Oklahoma has been using CLSM (flowable fill) as a backfill behind integral abutments for a while now. I just ran some numbers and am getting a passive pressure of 5 times that of granular backfill. I'm using a cohesion value of half of the compressive strength. I assumed a compressive strength of 150 psi.

Has anyone else ever looked into this?

RE: CLSM Passive Pressure for Integral Abutments

I haven't looked into it, but a pressure increase of 5x seems reasonable for a cement stabilised fill, although obviously it would depend on the mix. A compressive strength of 150 psi seems very low, and what Young's Modulus did you use?

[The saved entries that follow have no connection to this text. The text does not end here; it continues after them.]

/// Push source whose events are injected by the test
#[derive(Default)]
pub struct FakeEvents {
    sender: Mutex<Option<mpsc::Sender<RealtimeEvent>>>,
    pub opened: AtomicUsize,
}

impl FakeEvents {
    pub async fn emit(&self, id: &str, conversation_id: &str) -> bool {
        let sender = self.sender.lock().clone();
        match sender {
            Some(tx) => tx
                .send(RealtimeEvent {
                    id: id.to_string(),
                    payload: serde_json::json!({ "channelId": conversation_id }),
                })
                .await
                .is_ok(),
            None => false,
        }
    }
}

#[async_trait]
impl EventSource for FakeEvents {
    async fn open(&self) -> MailResult<mpsc::Receiver<RealtimeEvent>> {
        let (tx, rx) = mpsc::channel(32);
        *self.sender.lock() = Some(tx);
        self.opened.fetch_add(1, Ordering::SeqCst);
        Ok(rx)
    }
}

// ═══════════════════════════════════════════════════════════════════════════
// Harness
// ═══════════════════════════════════════════════════════════════════════════

/// A fully wired client for `ME` on testnet
pub struct TestClient {
    pub dir: TempDir,
    pub ctx: ClientContext,
    pub storage: Storage,
    pub clock: Arc<ManualClock>,
    pub ledger: Arc<FakeLedger>,
    pub decryptor: Arc<FakeDecryptor>,
    pub sealer: Arc<FakeSealer>,
    pub wallet: Arc<FakeWallet>,
    pub sponsor: Arc<FakeSponsor>,
    pub memberships: Arc<FakeMemberships>,
    pub events: Arc<FakeEvents>,
    pub blobs: Arc<FakeBlobs>,
    pub session: Arc<SessionManager>,
    pub engine: SyncEngine,
    pub capabilities: CapabilityCache,
    pub messenger: Messenger,
}

pub fn create_test_client() -> TestClient {
    let dir = tempfile::tempdir().unwrap();
    let storage = Storage::new(dir.path().join("test.redb")).unwrap();
    let ctx = ClientContext::new(ME, Network::Testnet).unwrap();
    let clock = Arc::new(ManualClock::new(1_700_000_000_000));
    let ledger = Arc::new(FakeLedger::default());
    let decryptor = Arc::new(FakeDecryptor::default());
    let sealer = Arc::new(FakeSealer::default());
    let wallet = Arc::new(FakeWallet::default());
    let sponsor = Arc::new(FakeSponsor::new());
    let memberships = Arc::new(FakeMemberships::default());
    let events = Arc::new(FakeEvents::default());
    let blobs = Arc::new(FakeBlobs::default());

    let session = Arc::new(SessionManager::new(
        ctx.clone(),
        storage.clone(),
        wallet.clone(),
        clock.clone(),
        vec![PACKAGE.to_string()],
        30,
    ));
    let engine = SyncEngine::builder(
        ctx.clone(),
        storage.clone(),
        ledger.clone(),
        decryptor.clone(),
        session.clone(),
    )
    .blob_reader(blobs.clone())
    .event_source(events.clone())
    .clock(clock.clone())
    .poll_interval(Duration::from_secs(3600))
    .build();
    let capabilities = CapabilityCache::new(ctx.clone(), memberships.clone());
    let relay = SponsorRelay::new(ctx.clone(), sponsor.clone(), SponsorPolicy::for_package(PACKAGE));
    let messenger = Messenger::new(
        engine.clone(),
        capabilities.clone(),
        relay,
        sealer.clone(),
        wallet.clone(),
        PACKAGE,
    );

    TestClient {
        dir,
        ctx,
        storage,
        clock,
        ledger,
        decryptor,
        sealer,
        wallet,
        sponsor,
        memberships,
        events,
        blobs,
        session,
        engine,
        capabilities,
        messenger,
    }
}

By the way, if you enter the full name, rather than an abbreviation, it saves people looking it up.

Doug Jenkins
Interactive Design Services

RE: CLSM Passive Pressure for Integral Abutments

90pcf for wet/fluid condition and 75psf for a cured condition. One of the local professors came up with those values for research they did but I don't know if it was ever published.

RE: CLSM Passive Pressure for Integral Abutments

Quote (a compressive strength of 150 psi seems very low)

He probably meant to say "unconfined compressive strength"

5x is interesting. I have a very unusual retaining wall project under construction where I'm using CLSM for backfill because I need to minimize active pressure. I'm not relying on any passive pressure but it's good to know it's very high.

RE: CLSM Passive Pressure for Integral Abutments

Yes I mean unconfined compressive strength. 5 times was based on one research paper I found where they assumed a friction angle of zero and a cohesion value of one half the unconfined compressive strength. Their predicted value for passive pressure was within 10% of what they measured.

Bridge EI, 90 pcf for a wet condition sounds about right. Do you mean 75 pcf for the in place unit weight/density?

FHWA says the friction angle is around 20 to 30 degrees with a cohesion value of 30% of the unconfined compressive strength.

"Once set, the fill has very high passive pressure resistance since it is essentially a concrete product. For this reason, it should not be used behind integral abutments where abutment movement could generate large passive pressures against the fill." Go figure.

NCHRP Report 597 reported measured friction angles of 30 to 40 degrees and cohesion values of 835 psf to 7200 psf depending on the mix design.

Either way it seems like a poor choice to put behind an integral abutment. Granular backfill makes more sense to me.

RE: CLSM Passive Pressure for Integral Abutments

75psf applied as a uniform distributed load in the dry condition. Fluid has the pcf units since it's dependent upon the height. This was determined the from the research paper and the logic is that once it cured, the CLSM actually shrunk and wasn't in contact with the backwall until your embankment pushed it or the bridge moved.

The CLSM around here isn't very well cemented. You can run your finger along it and leave marks well after it's cured. I have a hard time imagining it creates high pressures since it crumbles so easily so to me it would resemble a more compacted granular backfill. Other parts of the country may have something that's more dense/solid and warrants higher pressures.

RE: CLSM Passive Pressure for Integral Abutments

BridgeEI is that what you use for design? I remember you saying you work in Oklahoma, we probably have met. I wish there was a way to send a private message on here.

I only have an expansion length of 114.5', so it's borderline if there's enough movement to develop the passive pressure.

RE: CLSM Passive Pressure for Integral Abutments

That's what I use as design values and the latest to my knowledge as directed by ODOT. These values have been around for quite some time (several decades).

RE: CLSM Passive Pressure for Integral Abutments

It would be nice if ODOT had a document where these design assumptions/criteria were stated. I have found they are willing to share with you if you ask.

I'm fairly certain that 75 psf is the active pressure against the wall. If the integral abutment starts moving into the CLSM, the passive pressures generated would be much higher than 75 psf or 0.5 psi.